How to complete this task: Please return every line in the following data that includes the string "filters".

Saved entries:
= = =

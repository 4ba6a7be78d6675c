//! # SE Letters
//!
//! Obsolescence letter ingestion and IBcatalogue product matching.
//!
//! Letters (PDF, DOCX, DOC) are read from disk, their text is sent to an LLM
//! for structured metadata extraction, and every withdrawn product is
//! matched against the IBcatalogue: a broad SQL candidate search, a
//! deterministic score, then LLM arbitration over the shortlist. Letters,
//! products and confirmed matches are stored in SQLite.
//!
//! ## Architecture
//!
//! ```text
//! ┌──────────┐   ┌────────────┐   ┌──────────────┐   ┌──────────┐
//! │ Letters  │──▶│ Extraction │──▶│  Discovery   │──▶│  SQLite  │
//! │ PDF/DOCX │   │ text + LLM │   │ SQL+score+LLM│   │ letters  │
//! └──────────┘   └────────────┘   └──────────────┘   └────┬─────┘
//!                                                         │
//!                                  ┌──────────────────────┤
//!                                  ▼                      ▼
//!                             ┌──────────┐          ┌──────────┐
//!                             │   CLI    │          │   HTTP   │
//!                             │  (sel)   │          │   API    │
//!                             └──────────┘          └──────────┘
//! ```
//!
//! ## Modules
//!
//! | Module | Purpose |
//! |--------|---------|
//! | [`config`] | TOML configuration parsing |
//! | [`models`] | Letters, letter products, candidates, matches |
//! | [`extract`] | PDF / DOCX / DOC / XLSX text extraction |
//! | [`letters_source`] | Letter discovery on disk |
//! | [`llm`] | xAI chat-completions client |
//! | [`extraction`] | LLM metadata extraction |
//! | [`filters`] | Search filter construction |
//! | [`catalogue`] | IBcatalogue search and import |
//! | [`scoring`] | Candidate scoring and ranking |
//! | [`matching`] | LLM arbitration |
//! | [`store`] | Letters persistence |
//! | [`pipeline`] | Processing orchestration |
//! | [`server`] | HTTP API |
//! | [`db`] | Database connection |
//! | [`migrate`] | Schema creation |

pub mod catalogue;
pub mod config;
pub mod db;
pub mod export;
pub mod extract;
pub mod extraction;
pub mod filters;
pub mod letters_cmd;
pub mod letters_source;
pub mod llm;
pub mod matching;
pub mod migrate;
pub mod models;
pub mod pipeline;
pub mod progress;
pub mod scoring;
pub mod server;
pub mod stats;
pub mod store;
//! Letter processing progress.
//!
//! Emitted on **stderr** so the run summary on stdout stays parseable.

use std::io::Write;

/// How one letter ended, as reported to progress output.
#[derive(Clone, Copy, Debug, Eq, PartialEq)]
pub enum LetterResult {
    Processed { products: usize, matches: u64 },
    Skipped,
    Failed,
}

#[derive(Clone, Debug)]
pub enum ProgressEvent {
    /// Walking the letters directory. Total unknown.
    Discovering,
    /// Letter `n` of `total` has started.
    Started { n: u64, total: u64, file: String },
    /// Letter `n` of `total` is done.
    Finished {
        n: u64,
        total: u64,
        file: String,
        result: LetterResult,
    },
}

pub trait ProgressReporter: Send + Sync {
    fn report(&self, event: ProgressEvent);
}

/// Human-friendly lines: `[ 3/12] PIX2B.pdf  processed  2 products, 5 matches`.
pub struct StderrProgress;

impl StderrProgress {
    fn render(event: &ProgressEvent) -> Option<String> {
        match event {
            ProgressEvent::Discovering => Some("process  discovering letters...".to_string()),
            // Started letters are reported by JSON output only.
            ProgressEvent::Started { .. } => None,
            ProgressEvent::Finished {
                n,
                total,
                file,
                result,
            } => {
                let width = format_number(*total).len();
                let outcome = match result {
                    LetterResult::Processed { products, matches } => format!(
                        "processed  {} product{}, {} match{}",
                        products,
                        if *products == 1 { "" } else { "s" },
                        matches,
                        if *matches == 1 { "" } else { "es" }
                    ),
                    LetterResult::Skipped => "skipped (already processed)".to_string(),
                    LetterResult::Failed => "FAILED".to_string(),
                };
                Some(format!(
                    "[{:>width$}/{}] {}  {}",
                    format_number(*n),
                    format_number(*total),
                    file,
                    outcome,
                    width = width
                ))
            }
        }
    }
}

impl ProgressReporter for StderrProgress {
    fn report(&self, event: ProgressEvent) {
        if let Some(line) = Self::render(&event) {
            let mut err = std::io::stderr().lock();
            let _ = writeln!(err, "{}", line);
            let _ = err.flush();
        }
    }
}

/// One JSON object per line on stderr.
pub struct JsonProgress;

impl JsonProgress {
    fn render(event: &ProgressEvent) -> serde_json::Value {
        match event {
            ProgressEvent::Discovering => serde_json::json!({
                "event": "progress",
                "phase": "discovering"
            }),
            ProgressEvent::Started { n, total, file } => serde_json::json!({
                "event": "progress",
                "phase": "processing",
                "n": n,
                "total": total,
                "file": file
            }),
            ProgressEvent::Finished {
                n,
                total,
                file,
                result,
            } => {
                let mut obj = serde_json::json!({
                    "event": "letter",
                    "n": n,
                    "total": total,
                    "file": file,
                });
                match result {
                    LetterResult::Processed { products, matches } => {
                        obj["status"] = "processed".into();
                        obj["products"] = (*products).into();
                        obj["matches"] = (*matches).into();
                    }
                    LetterResult::Skipped => obj["status"] = "skipped".into(),
                    LetterResult::Failed => obj["status"] = "failed".into(),
                }
                obj
            }
        }
    }
}

impl ProgressReporter for JsonProgress {
    fn report(&self, event: ProgressEvent) {
        let obj = Self::render(&event);
        let mut err = std::io::stderr().lock();
        let _ = writeln!(err, "{}", obj);
        let _ = err.flush();
    }
}

pub struct NoProgress;

impl ProgressReporter for NoProgress {
    fn report(&self, _event: ProgressEvent) {}
}

fn format_number(n: u64) -> String {
    let digits = n.to_string();
    let mut out = String::with_capacity(digits.len() + digits.len() / 3);
    for (i, c) in digits.chars().enumerate() {
        if i > 0 && (digits.len() - i) % 3 == 0 {
            out.push(',');
        }
        out.push(c);
    }
    out
}

#[derive(Clone, Copy, Debug, Eq, PartialEq)]
pub enum ProgressMode {
    Off,
    Human,
    Json,
}

impl ProgressMode {
    /// Parse a `--progress` value; `None` picks by TTY.
    pub fn from_flag(flag: Option<&str>) -> anyhow::Result<Self> {
        match flag {
            None => Ok(Self::default_for_tty()),
            Some("off") => Ok(ProgressMode::Off),
            Some("human") => Ok(ProgressMode::Human),
            Some("json") => Ok(ProgressMode::Json),
            Some(other) => anyhow::bail!("Unknown progress mode: '{}'. Use off, human, or json.", other),
        }
    }

    /// Human progress when stderr is a terminal, otherwise off.
    pub fn default_for_tty() -> Self {
        if atty::is(atty::Stream::Stderr) {
            ProgressMode::Human
        } else {
            ProgressMode::Off
        }
    }

    pub fn reporter(&self) -> Box<dyn ProgressReporter> {
        match self {
            ProgressMode::Off => Box::new(NoProgress),
            ProgressMode::Human => Box::new(StderrProgress),
            ProgressMode::Json => Box::new(JsonProgress),
        }
    }
}

#[cfg(test)]
mod tests {
    use super::*;

    fn finished(n: u64, total: u64, result: LetterResult) -> ProgressEvent {
        ProgressEvent::Finished {
            n,
            total,
            file: "PIX2B.pdf".to_string(),
            result,
        }
    }

    #[test]
    fn format_number_comma() {
        assert_eq!(format_number(0), "0");
        assert_eq!(format_number(999), "999");
        assert_eq!(format_number(1000), "1,000");
        assert_eq!(format_number(342_229), "342,229");
        assert_eq!(format_number(1_234_567), "1,234,567");
    }

    #[test]
    fn human_lines_are_padded_and_pluralised() {
        let line = StderrProgress::render(&finished(
            3,
            12,
            LetterResult::Processed {
                products: 1,
                matches: 4,
            },
        ))
        .unwrap();
        assert_eq!(line, "[ 3/12] PIX2B.pdf  processed  1 product, 4 matches");
        assert!(StderrProgress::render(&ProgressEvent::Started {
            n: 1,
            total: 2,
            file: "x".into()
        })
        .is_none());
        assert!(StderrProgress::render(&finished(1, 1, LetterResult::Failed))
            .unwrap()
            .ends_with("FAILED"));
    }

    #[test]
    fn json_letter_event() {
        let v = JsonProgress::render(&finished(1, 2, LetterResult::Skipped));
        assert_eq!(v["event"], "letter");
        assert_eq!(v["status"], "skipped");
        assert!(v.get("products").is_none());

        let v = JsonProgress::render(&finished(
            2,
            2,
            LetterResult::Processed {
                products: 2,
                matches: 3,
            },
        ));
        assert_eq!(v["status"], "processed");
        assert_eq!(v["matches"], 3);
    }

    #[test]
    fn progress_flag_parsing() {
        assert_eq!(ProgressMode::from_flag(Some("json")).unwrap(), ProgressMode::Json);
        assert_eq!(ProgressMode::from_flag(Some("off")).unwrap(), ProgressMode::Off);
        assert!(ProgressMode::from_flag(Some("loud")).is_err());
    }
}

= = =

Answer:
//! | [`filters`] | Search filter construction |
pub mod filters;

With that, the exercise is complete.